I walk to the corner and reach my hand up as far as it can go, but the taxis just zoom by. I wave and wave and the guitar is getting heavy on my back and the shoulder straps are digging into my skin.

I’m still waving my arm when I hear a man’s voice behind me: “Just you?”

The man has a mustache, but it’s not bushy like a cowboy’s, it’s thin and neat. He sticks his arm way up high and a taxi stops. The mustache man puts me in the backseat and I tell him I want to go to Chelsea Television Studios. He tells the driver where I want to go and I ask the mustache man, “Do you watch The Mindy Love Show?”

“Never heard of it.”

“Well, I’m going to play a song on the show. You should watch.”

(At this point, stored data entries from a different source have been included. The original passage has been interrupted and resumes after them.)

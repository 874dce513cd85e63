//! Table and job configuration
//!
//! A [`TableConfig`] is resolved once per job invocation, validated, and then
//! shared read-only (`Arc<TableConfig>`) by every pipeline stage.

use serde::{Deserialize, Serialize};
use std::collections::BTreeMap;
use std::path::{Path, PathBuf};
use tradelake_common::TableId;

use crate::error::{IngestError, Result};
use crate::record::FieldValue;

// ============================================================================
// Defaults
// ============================================================================

/// Record key fields of the trades table.
pub const DEFAULT_RECORD_KEY_FIELDS: &str = "transaction_id,close_time";

/// Partition field of the trades table.
pub const DEFAULT_PARTITION_FIELDS: &str = "pair";

/// Precombine field of the trades table.
pub const DEFAULT_PRECOMBINE_FIELD: &str = "transaction_id";

/// Sentinel meaning "no additional columns".
pub const ADDITIONAL_COLUMNS_NONE: &str = "none";

pub const DEFAULT_MIN_COMMITS: usize = 20;
pub const DEFAULT_MAX_COMMITS: usize = 30;
pub const DEFAULT_CLEANER_COMMITS_RETAINED: usize = 10;
pub const DEFAULT_CLEAN_TRIGGER_COMMITS: usize = 10;
pub const DEFAULT_PARALLELISM: usize = 4;

// ============================================================================
// Schema contract
// ============================================================================

/// Target type of a declared field
#[derive(Debug, Clone, Copy, PartialEq, Eq, Serialize, Deserialize)]
#[serde(rename_all = "lowercase")]
pub enum FieldType {
    Timestamp,
    Double,
    String,
}

impl std::str::FromStr for FieldType {
    type Err = IngestError;

    fn from_str(s: &str) -> Result<Self> {
        match s.trim().to_lowercase().as_str() {
            "timestamp" => Ok(FieldType::Timestamp),
            "double" => Ok(FieldType::Double),
            "string" => Ok(FieldType::String),
            other => Err(IngestError::config(format!("Unsupported field type '{}'", other))),
        }
    }
}

impl std::fmt::Display for FieldType {
    fn fmt(&self, f: &mut std::fmt::Formatter<'_>) -> std::fmt::Result {
        match self {
            FieldType::Timestamp => write!(f, "timestamp"),
            FieldType::Double => write!(f, "double"),
            FieldType::String => write!(f, "string"),
        }
    }
}

/// Ordered mapping of declared field → target type
#[derive(Debug, Clone, PartialEq, Eq, Serialize, Deserialize)]
pub struct SchemaContract {
    fields: Vec<(String, FieldType)>,
}

impl SchemaContract {
    pub fn new() -> Self {
        Self { fields: Vec::new() }
    }

    /// Casts applied to exchange trade exports: epoch times and decimal strings
    pub fn trades() -> Self {
        Self::new()
            .field("close_time", FieldType::Timestamp)
            .field("open_time", FieldType::Timestamp)
            .field("fee", FieldType::Double)
            .field("price", FieldType::Double)
            .field("volume", FieldType::Double)
    }

    /// Declare a field, replacing an earlier declaration of the same name
    pub fn field(mut self, name: impl Into<String>, field_type: FieldType) -> Self {
        let name = name.into();
        self.fields.retain(|(existing, _)| *existing != name);
        self.fields.push((name, field_type));
        self
    }

    pub fn get(&self, name: &str) -> Option<FieldType> {
        self.fields
            .iter()
            .find(|(declared, _)| declared == name)
            .map(|(_, field_type)| *field_type)
    }

    pub fn declares(&self, name: &str) -> bool {
        self.get(name).is_some()
    }

    pub fn iter(&self) -> impl Iterator<Item = (&str, FieldType)> {
        self.fields.iter().map(|(name, t)| (name.as_str(), *t))
    }

    pub fn len(&self) -> usize {
        self.fields.len()
    }

    pub fn is_empty(&self) -> bool {
        self.fields.is_empty()
    }
}

impl Default for SchemaContract {
    fn default() -> Self {
        Self::trades()
    }
}

// ============================================================================
// Additional columns
// ============================================================================

/// Literal columns injected into every record after casting
#[derive(Debug, Clone, Default, PartialEq, Serialize, Deserialize)]
pub struct AdditionalColumns {
    columns: BTreeMap<String, FieldValue>,
}

impl AdditionalColumns {
    pub fn none() -> Self {
        Self::default()
    }

    /// Parse the job argument: the `"none"` sentinel, or a JSON object of scalars
    pub fn parse(raw: &str) -> Result<Self> {
        let raw = raw.trim();
        if raw.is_empty() || raw.eq_ignore_ascii_case(ADDITIONAL_COLUMNS_NONE) {
            return Ok(Self::none());
        }

        let value: serde_json::Value = serde_json::from_str(raw).map_err(|e| {
            IngestError::config(format!("additional_columns is not valid JSON: {}", e))
        })?;
        let serde_json::Value::Object(object) = value else {
            return Err(IngestError::config("additional_columns must be a JSON object"));
        };

        let mut columns = BTreeMap::new();
        for (name, value) in object {
            if name.trim().is_empty() {
                return Err(IngestError::config("additional column name cannot be empty"));
            }
            if value.is_array() || value.is_object() {
                return Err(IngestError::config(format!(
                    "additional column '{}' must be a scalar literal",
                    name
                )));
            }
            columns.insert(name, FieldValue::from_json(value));
        }
        Ok(Self { columns })
    }

    pub fn with(mut self, name: impl Into<String>, value: impl Into<FieldValue>) -> Self {
        self.columns.insert(name.into(), value.into());
        self
    }

    pub fn iter(&self) -> impl Iterator<Item = (&str, &FieldValue)> {
        self.columns.iter().map(|(k, v)| (k.as_str(), v))
    }

    pub fn contains(&self, name: &str) -> bool {
        self.columns.contains_key(name)
    }

    pub fn is_empty(&self) -> bool {
        self.columns.is_empty()
    }

    pub fn len(&self) -> usize {
        self.columns.len()
    }
}

// ============================================================================
// Policies and storage parameters
// ============================================================================

/// What to do with a record that fails casting or keying
#[derive(Debug, Clone, Copy, PartialEq, Eq, Serialize, Deserialize, Default)]
#[serde(rename_all = "snake_case")]
pub enum CastFailurePolicy {
    /// Fail the whole batch on the first bad record
    #[default]
    AbortBatch,
    /// Skip the record and keep going
    DropRecord,
}

#[derive(Debug, Clone, Copy, PartialEq, Eq, Serialize, Deserialize, Default)]
#[serde(rename_all = "SCREAMING_SNAKE_CASE")]
pub enum TableType {
    #[default]
    CopyOnWrite,
    MergeOnRead,
}

/// Physical storage parameters passed through to the table store
#[derive(Debug, Clone, PartialEq, Eq, Serialize, Deserialize)]
pub struct StorageConfig {
    pub table_type: TableType,
    pub compression_codec: String,
    pub hive_style_partitioning: bool,
}

impl Default for StorageConfig {
    fn default() -> Self {
        Self {
            table_type: TableType::CopyOnWrite,
            compression_codec: "snappy".to_string(),
            hive_style_partitioning: true,
        }
    }
}

/// Commit retention and cleaner thresholds
#[derive(Debug, Clone, PartialEq, Eq, Serialize, Deserialize)]
pub struct RetentionConfig {
    /// Never archive the timeline below this many commits
    pub min_commits: usize,
    /// Archive once the timeline grows past this many commits
    pub max_commits: usize,
    /// Commits whose superseded record versions the cleaner keeps
    pub cleaner_commits_retained: usize,
    /// Run the cleaner once the timeline holds more than this many commits
    pub clean_trigger_commits: usize,
    /// Run retention on a background task instead of inline
    pub async_clean: bool,
}

impl Default for RetentionConfig {
    fn default() -> Self {
        Self {
            min_commits: DEFAULT_MIN_COMMITS,
            max_commits: DEFAULT_MAX_COMMITS,
            cleaner_commits_retained: DEFAULT_CLEANER_COMMITS_RETAINED,
            clean_trigger_commits: DEFAULT_CLEAN_TRIGGER_COMMITS,
            async_clean: false,
        }
    }
}

impl RetentionConfig {
    pub fn validate(&self) -> Result<()> {
        if self.min_commits == 0 {
            return Err(IngestError::config("min_commits must be greater than 0"));
        }
        if self.max_commits <= self.min_commits {
            return Err(IngestError::config(format!(
                "max_commits ({}) must be greater than min_commits ({})",
                self.max_commits, self.min_commits
            )));
        }
        if self.cleaner_commits_retained >= self.min_commits {
            return Err(IngestError::config(format!(
                "cleaner_commits_retained ({}) must be less than min_commits ({})",
                self.cleaner_commits_retained, self.min_commits
            )));
        }
        Ok(())
    }
}

/// How partition values are read back out of the partition path by the catalog
#[derive(Debug, Clone, Copy, PartialEq, Eq, Serialize, Deserialize, Default)]
#[serde(rename_all = "snake_case")]
pub enum PartitionExtractor {
    #[default]
    MultiPartKeysValue,
    NonPartitioned,
}

/// Catalog synchronization settings
#[derive(Debug, Clone, PartialEq, Eq, Serialize, Deserialize)]
pub struct CatalogSyncConfig {
    pub enabled: bool,
    pub partition_extractor: PartitionExtractor,
    /// Partition values are never read as dates
    pub assume_date_partitioning: bool,
}

impl Default for CatalogSyncConfig {
    fn default() -> Self {
        Self {
            enabled: true,
            partition_extractor: PartitionExtractor::MultiPartKeysValue,
            assume_date_partitioning: false,
        }
    }
}

// ============================================================================
// Table configuration
// ============================================================================

/// Immutable per-run configuration of the target table
#[derive(Debug, Clone, Serialize, Deserialize)]
pub struct TableConfig {
    pub table: TableId,
    /// `output_path/table`
    pub base_path: PathBuf,
    pub record_key_fields: Vec<String>,
    pub partition_fields: Vec<String>,
    pub precombine_field: String,
    pub schema: SchemaContract,
    pub additional_columns: AdditionalColumns,
    pub failure_policy: CastFailurePolicy,
    pub storage: StorageConfig,
    pub retention: RetentionConfig,
    pub catalog_sync: CatalogSyncConfig,
    /// Worker tasks used by the normalize/key/dedup stages
    pub parallelism: usize,
}

impl TableConfig {
    pub fn builder(table: TableId) -> TableConfigBuilder {
        TableConfigBuilder::new(table)
    }

    pub fn validate(&self) -> Result<()> {
        validate_field_list("record key", &self.record_key_fields)?;
        validate_field_list("partition", &self.partition_fields)?;

        if self.precombine_field.trim().is_empty() {
            return Err(IngestError::config("precombine field cannot be empty"));
        }

        for (name, _) in self.additional_columns.iter() {
            if self.schema.declares(name) {
                return Err(IngestError::config(format!(
                    "additional column '{}' collides with a declared schema field",
                    name
                )));
            }
        }

        self.retention.validate()?;

        if self.parallelism == 0 {
            return Err(IngestError::config("parallelism must be greater than 0"));
        }
        if self.storage.compression_codec.trim().is_empty() {
            return Err(IngestError::config("compression codec cannot be empty"));
        }
        Ok(())
    }
}

fn validate_field_list(kind: &str, fields: &[String]) -> Result<()> {
    if fields.is_empty() {
        return Err(IngestError::config(format!("at least one {} field is required", kind)));
    }
    for (i, field) in fields.iter().enumerate() {
        if field.trim().is_empty() {
            return Err(IngestError::config(format!("{} field names cannot be empty", kind)));
        }
        if fields[..i].contains(field) {
            return Err(IngestError::config(format!(
                "{} field '{}' is listed twice",
                kind, field
            )));
        }
    }
    Ok(())
}

/// Split a comma-separated field list, dropping blanks
pub fn parse_field_list(raw: &str) -> Vec<String> {
    raw.split(',')
        .map(str::trim)
        .filter(|f| !f.is_empty())
        .map(String::from)
        .collect()
}

/// Builder for [`TableConfig`]; `build` validates
pub struct TableConfigBuilder {
    config: TableConfig,
}

impl TableConfigBuilder {
    fn new(table: TableId) -> Self {
        let base_path = PathBuf::from(&table.table);
        Self {
            config: TableConfig {
                table,
                base_path,
                record_key_fields: parse_field_list(DEFAULT_RECORD_KEY_FIELDS),
                partition_fields: parse_field_list(DEFAULT_PARTITION_FIELDS),
                precombine_field: DEFAULT_PRECOMBINE_FIELD.to_string(),
                schema: SchemaContract::trades(),
                additional_columns: AdditionalColumns::none(),
                failure_policy: CastFailurePolicy::AbortBatch,
                storage: StorageConfig::default(),
                retention: RetentionConfig::default(),
                catalog_sync: CatalogSyncConfig::default(),
                parallelism: DEFAULT_PARALLELISM,
            },
        }
    }

    /// Place the table under `output_path/<table>`
    pub fn output_path(mut self, output_path: impl AsRef<Path>) -> Self {
        self.config.base_path = output_path.as_ref().join(&self.config.table.table);
        self
    }

    pub fn record_key_fields<I, S>(mut self, fields: I) -> Self
    where
        I: IntoIterator<Item = S>,
        S: Into<String>,
    {
        self.config.record_key_fields = fields.into_iter().map(Into::into).collect();
        self
    }

    pub fn partition_fields<I, S>(mut self, fields: I) -> Self
    where
        I: IntoIterator<Item = S>,
        S: Into<String>,
    {
        self.config.partition_fields = fields.into_iter().map(Into::into).collect();
        self
    }

    pub fn precombine_field(mut self, field: impl Into<String>) -> Self {
        self.config.precombine_field = field.into();
        self
    }

    pub fn schema(mut self, schema: SchemaContract) -> Self {
        self.config.schema = schema;
        self
    }

    pub fn additional_columns(mut self, columns: AdditionalColumns) -> Self {
        self.config.additional_columns = columns;
        self
    }

    pub fn failure_policy(mut self, policy: CastFailurePolicy) -> Self {
        self.config.failure_policy = policy;
        self
    }

    pub fn storage(mut self, storage: StorageConfig) -> Self {
        self.config.storage = storage;
        self
    }

    pub fn hive_style_partitioning(mut self, enabled: bool) -> Self {
        self.config.storage.hive_style_partitioning = enabled;
        self
    }

    pub fn retention(mut self, retention: RetentionConfig) -> Self {
        self.config.retention = retention;
        self
    }

    pub fn catalog_sync(mut self, catalog_sync: CatalogSyncConfig) -> Self {
        self.config.catalog_sync = catalog_sync;
        self
    }

    pub fn parallelism(mut self, parallelism: usize) -> Self {
        self.config.parallelism = parallelism;
        self
    }

    pub fn build(self) -> Result<TableConfig> {
        self.config.validate()?;
        Ok(self.config)
    }
}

He says, “Good luck,” and he taps his hand on the taxi roof, and the driver starts driving. I see the driver’s dark eyes in the mirror and he says, “Hello.”

And I say, “Hello. My name is Joan Lennon.”

I wait for the driver’s eyes to get big because he is amazed by my name, but his eyes stay the same size and he says, “My name is Adisa.”

“Do you like the Beatles?”

“No, no beetles. Where I am from, this is no good.”

“The last time I was in a taxi was July sixteenth, which was a Tuesday.”